Throughout my career, my goal has been to simplify complicated exercises and clarify theories and research. I use as little jargon as possible, though occasionally I have found that words I did not think of as jargon, were just that. ‘Everyday’ words whose meanings I perceive as entirely transparent and understandable to all are not: recall, retrieve and reward being three of them. Only by observing, listening and talking with clients did I discover my mistake. And it was my mistake, not theirs. Why should they know what I mean by those words? My job as teacher, trainer, coach is to make learning easy, not put up additional barriers to learning. Being able to explain what you are trying to communicate in layman’s terms is to truly understand the concept and practice of what you are teaching.
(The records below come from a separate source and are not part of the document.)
//! Read-only allow-list applied to model-authored SQL before it reaches the store.

/// Statements that may open a query.
const ALLOWED_LEADING: &[&str] = &["SELECT", "WITH"];

/// Keywords DuckDB accepts at the start of a statement. Text that opens with
/// anything else is not SQL and is left for the engine to reject.
const STATEMENT_KEYWORDS: &[&str] = &[
    "ABORT", "ALTER", "ANALYZE", "ATTACH", "BEGIN", "CALL", "CHECKPOINT", "COMMENT", "COMMIT",
    "COPY", "CREATE", "DEALLOCATE", "DELETE", "DESCRIBE", "DETACH", "DROP", "END", "EXECUTE",
    "EXPLAIN", "EXPORT", "FORCE", "FROM", "GRANT", "IMPORT", "INSERT", "INSTALL", "LOAD", "MERGE",
    "PIVOT", "PRAGMA", "PREPARE", "REINDEX", "RESET", "REVOKE", "ROLLBACK", "SELECT", "SET",
    "SHOW", "START", "SUMMARIZE", "TABLE", "TRUNCATE", "UNPIVOT", "UPDATE", "USE", "VACUUM",
    "VALUES", "WITH",
];

/// Keywords that write data, change the schema, control transactions or
/// reach outside the database.
const MUTATING_KEYWORDS: &[&str] = &[
    "INSERT", "UPDATE", "DELETE", "DROP", "ALTER", "CREATE", "REPLACE", "TRUNCATE", "ATTACH",
    "DETACH", "COPY", "EXPORT", "IMPORT", "INSTALL", "LOAD", "PRAGMA", "CALL", "MERGE", "GRANT",
    "REVOKE", "VACUUM", "CHECKPOINT", "REINDEX", "ANALYZE", "BEGIN", "COMMIT", "ROLLBACK",
];

/// DuckDB table functions that read arbitrary files from the host.
const FORBIDDEN_FUNCTION_PREFIXES: &[&str] = &["read_", "glob", "parquet_scan", "sniff_csv"];

/// Clause keywords after which a comma no longer separates FROM items.
const CLAUSE_KEYWORDS: &[&str] = &[
    "SELECT", "WHERE", "GROUP", "HAVING", "ORDER", "LIMIT", "OFFSET", "QUALIFY", "WINDOW", "UNION",
    "EXCEPT", "INTERSECT", "ON", "USING",
];

#[derive(Debug, Clone, PartialEq)]
pub enum StatementVerdict {
    Safe(String),
    Rejected(String),
}

/// Lexical units found outside comments.
#[derive(Debug, PartialEq)]
enum Token {
    Word(String),
    /// A double-quoted identifier, unescaped.
    Quoted(String),
    /// A single-quoted string literal.
    Str,
    Punct(char),
}

impl Token {
    fn is_word(&self, keyword: &str) -> bool {
        matches!(self, Token::Word(w) if w.eq_ignore_ascii_case(keyword))
    }
}

pub fn check_statement(sql: &str) -> StatementVerdict {
    let tokens = tokenize(sql);

    let Some(first) = tokens.iter().find_map(|t| match t {
        Token::Word(w) => Some(w),
        _ => None,
    }) else {
        return StatementVerdict::Rejected(
            "SQL query is empty; provide a SELECT or WITH ... SELECT statement".to_string(),
        );
    };

    let leading = first.to_ascii_uppercase();
    if STATEMENT_KEYWORDS.contains(&leading.as_str()) && !ALLOWED_LEADING.contains(&leading.as_str()) {
        return StatementVerdict::Rejected(format!(
            "Only SELECT and WITH ... SELECT statements are allowed; statement starts with {}",
            leading
        ));
    }

    if let Some(pos) = tokens.iter().position(|t| *t == Token::Punct(';')) {
        if tokens[pos + 1..].iter().any(|t| *t != Token::Punct(';')) {
            return StatementVerdict::Rejected(
                "Multi-statement SQL is not allowed; submit exactly one read-only statement".to_string(),
            );
        }
    }

    if let Some(keyword) = first_mutating_keyword(&tokens) {
        return StatementVerdict::Rejected(format!("Mutating SQL keyword `{}` is not allowed", keyword));
    }

    if let Some(function) = first_file_function(&tokens) {
        return StatementVerdict::Rejected(format!("File-reading function `{}` is not allowed", function));
    }

    if reads_path_literal(&tokens) {
        return StatementVerdict::Rejected("Reading a file by path is not allowed".to_string());
    }

    StatementVerdict::Safe(sql.trim().to_string())
}

fn first_mutating_keyword(tokens: &[Token]) -> Option<String> {
    tokens.iter().enumerate().find_map(|(i, token)| {
        let Token::Word(word) = token else { return None };
        let upper = word.to_ascii_uppercase();
        if !MUTATING_KEYWORDS.contains(&upper.as_str()) {
            return None;
        }
        // replace(...) the string function and SELECT * REPLACE (...) only read
        if upper == "REPLACE" && tokens.get(i + 1) == Some(&Token::Punct('(')) {
            return None;
        }
        Some(upper)
    })
}

fn first_file_function(tokens: &[Token]) -> Option<String> {
    tokens.iter().find_map(|token| {
        let name = match token {
            Token::Word(w) | Token::Quoted(w) => w.to_ascii_lowercase(),
            _ => return None,
        };
        FORBIDDEN_FUNCTION_PREFIXES
            .iter()
            .any(|p| name.starts_with(p))
            .then_some(name)
    })
}

/// DuckDB scans a string literal in table position as a file path:
/// `FROM 'data.csv'`, `JOIN 'x.parquet'` or `FROM t, 'y.json'`.
fn reads_path_literal(tokens: &[Token]) -> bool {
    let mut depth = 0usize;
    // Paren depths at which a FROM list is open
    let mut from_depths: Vec<usize> = Vec::new();
    let mut previous: Option<&Token> = None;

    for token in tokens {
        match token {
            Token::Punct('(') => depth += 1,
            Token::Punct(')') => {
                from_depths.retain(|d| *d < depth);
                depth = depth.saturating_sub(1);
            }
            Token::Word(_) if token.is_word("FROM") || token.is_word("JOIN") => {
                from_depths.retain(|d| *d != depth);
                from_depths.push(depth);
            }
            Token::Word(w) if CLAUSE_KEYWORDS.contains(&w.to_ascii_uppercase().as_str()) => {
                from_depths.retain(|d| *d != depth);
            }
            Token::Str => {
                let in_table_position = match previous {
                    Some(p) if p.is_word("FROM") || p.is_word("JOIN") => true,
                    Some(Token::Punct(',')) => from_depths.last() == Some(&depth),
                    _ => false,
                };
                if in_table_position {
                    return true;
                }
            }
            _ => {}
        }
        previous = Some(token);
    }

    false
}

fn tokenize(sql: &str) -> Vec<Token> {
    let chars: Vec<char> = sql.chars().collect();
    let mut tokens = Vec::new();
    let mut i = 0;

    while i < chars.len() {
        let c = chars[i];
        match c {
            '-' if chars.get(i + 1) == Some(&'-') => {
                while i < chars.len() && chars[i] != '\n' {
                    i += 1;
                }
            }
            '/' if chars.get(i + 1) == Some(&'*') => {
                i += 2;
                while i < chars.len() && !(chars[i] == '*' && chars.get(i + 1) == Some(&'/')) {
                    i += 1;
                }
                i += 2;
            }
            '\'' => {
                // E'...' escape strings also accept backslash escapes
                let escape_string = i > 0
                    && matches!(chars[i - 1], 'E' | 'e')
                    && matches!(tokens.last(), Some(Token::Word(w)) if w.eq_ignore_ascii_case("e"));
                if escape_string {
                    tokens.pop();
                }
                i = skip_quoted(&chars, i, '\'', escape_string).0;
                tokens.push(Token::Str);
            }
            '"' => {
                let (next, ident) = skip_quoted(&chars, i, '"', false);
                i = next;
                tokens.push(Token::Quoted(ident));
            }
            c if c.is_alphanumeric() || c == '_' => {
                let start = i;
                while i < chars.len() && (chars[i].is_alphanumeric() || chars[i] == '_') {
                    i += 1;
                }
                tokens.push(Token::Word(chars[start..i].iter().collect()));
            }
            c if c.is_whitespace() => i += 1,
            _ => {
                tokens.push(Token::Punct(c));
                i += 1;
            }
        }
    }

    tokens
}

/// Skips a quoted run starting at `start`. A doubled quote escapes itself.
/// Returns the index after the closing quote and the unescaped contents.
fn skip_quoted(chars: &[char], start: usize, quote: char, backslash_escapes: bool) -> (usize, String) {
    let mut contents = String::new();
    let mut i = start + 1;
    while i < chars.len() {
        let c = chars[i];
        if backslash_escapes && c == '\\' {
            if let Some(&escaped) = chars.get(i + 1) {
                contents.push(escaped);
            }
            i += 2;
            continue;
        }
        if c == quote {
            if chars.get(i + 1) == Some(&quote) {
                contents.push(quote);
                i += 2;
                continue;
            }
            break;
        }
        contents.push(c);
        i += 1;
    }
    (i + 1, contents)
}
I was lucky to learn this very early on. I recall on one training course being given metal puzzles to solve. You know the kind, they are often interlocking metal shapes and you have to work out how to unlink them or remove a rope ring from the metal without cutting it. The course task was not just to solve the puzzle by unlinking the shapes, but to figure out how to relink them again. Learning how to understand the problem from both sides is what would demonstrate complete understanding of the process of solving the puzzle and so I would then be able to teach another person how to do the same. If I just got lucky and unlinked the shapes without knowing how I’d done it, I wouldn’t be able to teach somebody else the solution. This simple exercise – well, not so simple, some of those puzzles are evil! – has always stayed with me. Deep understanding combined with clear explanations is at the core of what I do. If I don’t understand how a dog training method works, I can’t effectively pass the information on to my students. Yes, I might get a high hit rate by guessing, but I might not. And just guessing which method might work best with each dog is time consuming and potentially frustrating for all concerned. The addition of jargon to teaching only adds confusion.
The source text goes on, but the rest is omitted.